● The data
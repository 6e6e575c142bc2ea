//! The matcher: single owner of the pool and the book, fed by the ring.
//!
//! Dispatch per message kind:
//! - limit: copy the payload into a pool slot, rest it, cross the book
//! - market: sweep the opposite side from a stack-local copy
//! - cancel: O(1) lookup and deactivate
//!
//! The run loop busy-spins on an empty ring. No sleeping, no yielding, no
//! syscalls; the only pause instruction is `spin_loop` to be polite to the
//! sibling hyperthread. After `running` clears, the loop drains whatever
//! the producer managed to queue before stopping.

use std::sync::atomic::Ordering;

use tracing::warn;

use crate::config::COMPACT_INTERVAL;
use crate::order::{OrderKind, OrderMessage};
use crate::order_book::OrderBook;
use crate::platform;
use crate::pool::OrderPool;
use crate::ring::Consumer;
use crate::stats::EngineStats;

pub struct Matcher<'a> {
    pool: OrderPool<'a>,
    book: OrderBook,
    processed: u64,
}

impl<'a> Matcher<'a> {
    pub fn new(pool: OrderPool<'a>) -> Self {
        Self {
            pool,
            book: OrderBook::new(),
            processed: 0,
        }
    }

    /// Dispatch one message. Total: every outcome is a state change or a
    /// counter, never an error.
    pub fn process(&mut self, msg: &OrderMessage, stats: &EngineStats) {
        match msg.kind {
            OrderKind::Limit => {
                let Some(idx) = self.pool.acquire() else {
                    stats.pool_exhausted.fetch_add(1, Ordering::Relaxed);
                    return;
                };
                *self.pool.get_mut(idx) = msg.order;
                self.book.add_order(&mut self.pool, idx);
                let fills = self.book.match_crossing(&mut self.pool);
                if fills > 0 {
                    stats.total_fills.fetch_add(fills, Ordering::Relaxed);
                }
            }
            OrderKind::Market => {
                let mut order = msg.order;
                let fills = self.book.match_market(&mut self.pool, &mut order);
                if fills > 0 {
                    stats.total_fills.fetch_add(fills, Ordering::Relaxed);
                }
            }
            OrderKind::Cancel => {
                self.book.cancel_order(&mut self.pool, msg.cancel_id);
            }
        }
    }

    /// Event loop: pin, spin, dispatch, drain. Returns when `running` has
    /// been cleared and the ring is empty.
    pub fn run(
        &mut self,
        input: &mut Consumer<'_, OrderMessage>,
        stats: &EngineStats,
        core_id: Option<usize>,
    ) {
        if let Some(core) = core_id {
            if !platform::pin_to_core(core) {
                warn!(core, "failed to pin matcher thread, continuing unpinned");
            }
        }

        while stats.running() {
            if let Some(msg) = input.pop() {
                self.dispatch(&msg, stats);
            } else {
                std::hint::spin_loop();
            }
        }

        // Drain whatever was in flight at shutdown.
        while let Some(msg) = input.pop() {
            self.dispatch(&msg, stats);
        }
    }

    #[inline]
    fn dispatch(&mut self, msg: &OrderMessage, stats: &EngineStats) {
        self.process(msg, stats);
        stats.orders_processed.fetch_add(1, Ordering::Relaxed);
        self.processed += 1;
        // Periodic maintenance, off the per-message path: reap dead nodes
        // and recycle their pool slots.
        if self.processed & (COMPACT_INTERVAL - 1) == 0 {
            self.book.compact(&mut self.pool);
        }
    }

    pub fn book(&self) -> &OrderBook {
        &self.book
    }

    pub fn pool(&self) -> &OrderPool<'a> {
        &self.pool
    }

    /// Split borrow over both owned halves, for maintenance and inspection.
    pub fn book_and_pool_mut(&mut self) -> (&mut OrderBook, &mut OrderPool<'a>) {
        (&mut self.book, &mut self.pool)
    }
}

● About this task
Count the lines in the records above that hold the word "Ordering", and give only that number.

● Answer section
5